The concerns aren’t limited to the potential for technology to commoditize core services like the audit, bookkeeping, and tax prep (though that certainly worries many); they also encompass the potential for those services and the entire role of accountants to be radically reshaped.
“Technology’s exponential advancement is impacting the profession in profound and unprecedented ways.” “Artificial intelligence, cognitive computing, blockchain, and even more mainstream technologies like cloud computing and social media are transforming what accounting and finance professionals do─ and what they need to know. Our very existence depends on our ability to learn the skills that will let us work side-by-side with the machines and do the things they cannot yet do.”
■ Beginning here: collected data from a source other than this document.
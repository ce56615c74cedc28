//! Exact matching on normalized DOIs.
//!
//! A DOI is treated as authoritative: records sharing a normalized DOI always belong to
//! the same group, whatever their titles say, and records with different DOIs are never
//! merged here. Records without a usable DOI are left for the fuzzy matcher.

use crate::normalize::RecordKeys;
use itertools::Itertools;
use tracing::debug;

/// Records sharing one normalized DOI.
#[derive(Debug, Clone, PartialEq, Eq)]
pub struct DoiGroup {
    pub doi: String,
    /// Indices of the member records, ascending
    pub members: Vec<usize>,
}

/// Result of partitioning a batch by DOI.
#[derive(Debug, Clone, Default, PartialEq, Eq)]
pub struct ExactPartition {
    /// One group per distinct DOI, ordered by DOI
    pub groups: Vec<DoiGroup>,
    /// Indices of records without a usable DOI, ascending
    pub residue: Vec<usize>,
}

/// Groups records by exact equality of their normalized DOI.
///
/// # Examples
///
/// ```
/// use bibunify::Record;
/// use bibunify::exact::ExactMatcher;
/// use bibunify::normalize::RecordKeys;
///
/// let records = vec![
///     Record { doi: Some("10.1/A".to_string()), ..Default::default() },
///     Record { doi: None, title: "No DOI".to_string(), ..Default::default() },
///     Record { doi: Some("doi:10.1/a".to_string()), ..Default::default() },
/// ];
/// let keys: Vec<RecordKeys> = records.iter().map(RecordKeys::from_record).collect();
///
/// let partition = ExactMatcher::new().partition(&keys);
/// assert_eq!(partition.groups[0].members, vec![0, 2]);
/// assert_eq!(partition.residue, vec![1]);
/// ```
#[derive(Debug, Default, Clone)]
pub struct ExactMatcher;

impl ExactMatcher {
    #[must_use]
    pub fn new() -> Self {
        Self
    }

    pub fn partition(&self, keys: &[RecordKeys]) -> ExactPartition {
        let (keyed, residue): (Vec<(String, usize)>, Vec<usize>) =
            keys.iter().enumerate().partition_map(|(idx, key)| match &key.doi {
                Some(doi) => itertools::Either::Left((doi.clone(), idx)),
                None => itertools::Either::Right(idx),
            });

        let groups: Vec<DoiGroup> = keyed
            .into_iter()
            .into_group_map()
            .into_iter()
            .map(|(doi, members)| DoiGroup { doi, members })
            .sorted_by(|a, b| a.doi.cmp(&b.doi))
            .collect();

        debug!(
            doi_groups = groups.len(),
            residue = residue.len(),
            "partitioned records by DOI"
        );

        ExactPartition { groups, residue }
    }
}

#[cfg(test)]
mod tests {
    use super::*;
    use crate::{Record, Source};
    use pretty_assertions::assert_eq;

    fn keys_for(records: &[Record]) -> Vec<RecordKeys> {
        records.iter().map(RecordKeys::from_record).collect()
    }

    #[test]
    fn test_same_doi_is_grouped_across_sources() {
        let records = vec![
            Record {
                source: Source::Scopus,
                doi: Some("10.1234/ABC".to_string()),
                title: "Title 1".to_string(),
                ..Default::default()
            },
            Record {
                source: Source::Wos,
                doi: Some("https://doi.org/10.1234/abc".to_string()),
                title: "A completely different title".to_string(),
                ..Default::default()
            },
            Record {
                source: Source::Wos,
                doi: Some("10.1234/def".to_string()),
                title: "Title 2".to_string(),
                ..Default::default()
            },
        ];

        let partition = ExactMatcher::new().partition(&keys_for(&records));

        assert_eq!(
            partition.groups,
            vec![
                DoiGroup {
                    doi: "10.1234/abc".to_string(),
                    members: vec![0, 1]
                },
                DoiGroup {
                    doi: "10.1234/def".to_string(),
                    members: vec![2]
                },
            ]
        );
        assert!(partition.residue.is_empty());
    }

    #[test]
    fn test_doi_suffix_markers_and_wrapping_do_not_split_groups() {
        let records = vec![
            Record {
                doi: Some("10.1000/abc [doi]".to_string()),
                title: "Title 1".to_string(),
                ..Default::default()
            },
            Record {
                doi: Some("10.1000/ABC [DOI]".to_string()),
                title: "Title 2".to_string(),
                ..Default::default()
            },
            Record {
                doi: Some("(10.1000/abc)".to_string()),
                title: "Title 3".to_string(),
                ..Default::default()
            },
        ];

        let partition = ExactMatcher::new().partition(&keys_for(&records));

        assert_eq!(
            partition.groups,
            vec![DoiGroup {
                doi: "10.1000/abc".to_string(),
                members: vec![0, 1, 2]
            }]
        );
    }

    #[test]
    fn test_different_dois_never_merge_even_with_identical_titles() {
        let records = vec![
            Record {
                doi: Some("10.1234/abc".to_string()),
                title: "Identical".to_string(),
                ..Default::default()
            },
            Record {
                doi: Some("10.1234/abd".to_string()),
                title: "Identical".to_string(),
                ..Default::default()
            },
        ];

        let partition = ExactMatcher::new().partition(&keys_for(&records));
        assert_eq!(partition.groups.len(), 2);
        assert!(partition.groups.iter().all(|g| g.members.len() == 1));
    }

    #[test]
    fn test_missing_and_malformed_dois_go_to_residue() {
        let records = vec![
            Record {
                doi: None,
                title: "Title 1".to_string(),
                ..Default::default()
            },
            Record {
                doi: Some("".to_string()),
                title: "Title 2".to_string(),
                ..Default::default()
            },
            Record {
                doi: Some("not a doi".to_string()),
                title: "Title 3".to_string(),
                ..Default::default()
            },
        ];

        let partition = ExactMatcher::new().partition(&keys_for(&records));
        assert!(partition.groups.is_empty());
        assert_eq!(partition.residue, vec![0, 1, 2]);
    }
}
//! Loaders for Scopus and Web of Science CSV exports.
//!
//! Each database names its columns differently, so every loader carries a header alias
//! table for its source. Column names are matched case-insensitively; when an export has
//! several columns for one field (for example `Author full names` and `Authors`), the alias
//! listed first wins. A header alias belongs to one field only.
//!
//! # Example
//!
//! ```
//! use bibunify::{ExportLoader, RecordLoader, Source};
//!
//! let input = "\
//! Title,Year,DOI,Author full names,EID
//! Deep Learning in X,2020,10.1/X,\"Smith, John (57190000001); Doe, Jane (57190000002)\",2-s2.0-1";
//!
//! let records = ExportLoader::scopus().load(input).unwrap();
//! assert_eq!(records[0].source, Source::Scopus);
//! assert_eq!(records[0].origin_id, "2-s2.0-1");
//! assert_eq!(records[0].authors, vec!["Smith, John", "Doe, Jane"]);
//! ```

mod structure;

use csv::ReaderBuilder;
use structure::RawExportRow;
use tracing::debug;

use crate::{ReconcileError, Record, RecordLoader, Result, Source};

/// Header aliases of a Scopus CSV export.
const SCOPUS_HEADERS: &[(&str, &[&str])] = &[
    ("id", &["eid"]),
    ("title", &["title"]),
    ("authors", &["author full names", "authors"]),
    ("journal", &["source title"]),
    ("year", &["year"]),
    ("doi", &["doi"]),
    ("issn", &["issn"]),
    ("type", &["document type"]),
    ("open_access", &["open access"]),
    ("affiliations", &["affiliations", "authors with affiliations"]),
    ("cited_by", &["cited by"]),
];

/// Header aliases of a Web of Science export.
const WOS_HEADERS: &[(&str, &[&str])] = &[
    ("id", &["ut (unique wos id)", "ut"]),
    ("title", &["article title", "title"]),
    ("authors", &["author full names", "authors"]),
    ("journal", &["source title"]),
    ("year", &["publication year"]),
    ("doi", &["doi"]),
    ("issn", &["issn", "eissn"]),
    ("type", &["document type"]),
    ("open_access", &["open access designations"]),
    ("affiliations", &["affiliations", "addresses"]),
    ("cited_by", &["cited reference count"]),
];

/// Configuration for loading one database export.
///
/// # Examples
///
/// ```
/// use bibunify::Source;
/// use bibunify::loader::LoaderConfig;
///
/// let mut config = LoaderConfig::new(Source::Wos);
/// config
///     .set_header_mapping("title", vec!["TI".to_string()])
///     .set_delimiter(b'\t');
/// ```
#[derive(Debug, Clone)]
pub struct LoaderConfig {
    source: Source,
    /// Field name to header aliases, in preference order
    header_map: Vec<(String, Vec<String>)>,
    delimiter: u8,
    /// Allow rows with more fields than headers
    flexible: bool,
}

impl LoaderConfig {
    /// Creates a configuration with the default header aliases of `source`.
    #[must_use]
    pub fn new(source: Source) -> Self {
        let defaults = match source {
            Source::Scopus => SCOPUS_HEADERS,
            Source::Wos => WOS_HEADERS,
        };
        let header_map = defaults
            .iter()
            .map(|(field, aliases)| {
                (
                    field.to_string(),
                    aliases.iter().map(|s| s.to_string()).collect(),
                )
            })
            .collect();

        Self {
            source,
            header_map,
            delimiter: b',',
            flexible: false,
        }
    }

    pub fn source(&self) -> Source {
        self.source
    }

    /// Replaces the aliases of one field. Aliases already mapped to another field are moved
    /// to this one.
    pub fn set_header_mapping(&mut self, field: &str, aliases: Vec<String>) -> &mut Self {
        let taken: Vec<String> = aliases.iter().map(|alias| alias.trim().to_lowercase()).collect();
        for (_, existing) in self.header_map.iter_mut().filter(|(name, _)| name != field) {
            existing.retain(|alias| !taken.contains(&alias.trim().to_lowercase()));
        }

        match self.header_map.iter_mut().find(|(name, _)| name == field) {
            Some((_, existing)) => *existing = aliases,
            None => self.header_map.push((field.to_string(), aliases)),
        }
        self
    }

    pub fn set_delimiter(&mut self, delimiter: u8) -> &mut Self {
        self.delimiter = delimiter;
        self
    }

    pub fn set_flexible(&mut self, flexible: bool) -> &mut Self {
        self.flexible = flexible;
        self
    }

    /// The field a header maps to, with the position of the matching alias.
    pub(crate) fn field_for_header(&self, header: &str) -> Option<(&str, usize)> {
        let header = header.trim().to_lowercase();
        self.header_map.iter().find_map(|(field, aliases)| {
            aliases
                .iter()
                .position(|alias| alias.trim().to_lowercase() == header)
                .map(|rank| (field.as_str(), rank))
        })
    }

    pub(crate) fn is_flexible(&self) -> bool {
        self.flexible
    }
}

/// Loads the records of one database export.
#[derive(Debug, Clone)]
pub struct ExportLoader {
    config: LoaderConfig,
}

impl ExportLoader {
    /// Loader for Scopus CSV exports.
    #[must_use]
    pub fn scopus() -> Self {
        Self {
            config: LoaderConfig::new(Source::Scopus),
        }
    }

    /// Loader for Web of Science exports saved as comma-delimited text. Use
    /// [`LoaderConfig::set_delimiter`] for tab-delimited exports.
    #[must_use]
    pub fn wos() -> Self {
        Self {
            config: LoaderConfig::new(Source::Wos),
        }
    }

    #[must_use]
    pub fn with_config(mut self, config: LoaderConfig) -> Self {
        self.config = config;
        self
    }

    pub fn source(&self) -> Source {
        self.config.source
    }
}

impl RecordLoader for ExportLoader {
    fn load(&self, input: &str) -> Result<Vec<Record>> {
        let mut reader = ReaderBuilder::new()
            .delimiter(self.config.delimiter)
            .has_headers(true)
            .flexible(true)
            .from_reader(input.trim_start_matches('\u{feff}').as_bytes());

        let headers: Vec<String> = reader.headers()?.iter().map(String::from).collect();

        if !headers
            .iter()
            .any(|h| matches!(self.config.field_for_header(h), Some(("title", _))))
        {
            return Err(ReconcileError::MissingField("title".to_string()));
        }

        let mut records = Vec::new();
        for (idx, row) in reader.records().enumerate() {
            let row = row?;
            let line_number = row.position().map_or(idx + 2, |p| p.line() as usize);
            let raw = RawExportRow::from_record(&headers, &row, &self.config, line_number)?;
            if raw.has_content() {
                records.push(raw.into_record(self.config.source));
            }
        }

        debug!(
            source = %self.config.source,
            records = records.len(),
            "loaded export"
        );
        Ok(records)
    }
}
There is little question among accounting’s leaders that advancements in technology were setting the pace, and that the profession needed to do its best to keep up.
“The relevancy of the accounting profession in the next decade will be largely impacted by how capable we are at visualizing and harnessing the potential benefits of new technology, and how willing we are to make the changes necessary to take advantage of the enhanced technology of tomorrow,”
“Many accountants think it will be a slow change, but because it’s an exponential change curve, it will suddenly be here and people aren’t going to be ready. We need to start getting ready to use these technologies now by better understanding risk and controls (especially IT risk) and data analytics.”
“All of this change related to technology and artificial intelligence will affect small firms and require close monitoring.” “With resources limited for small firms, it could affect their abilities to audit clients and thus further diminish the pool of auditors available to provide services to smaller clients in an economical manner.”
“In short, accounting firms are primarily using technology to reduce costs and increase productivity, instead of leveraging technology to get better at doing what clients want most─ providing proactive insight, analysis, and guidance.”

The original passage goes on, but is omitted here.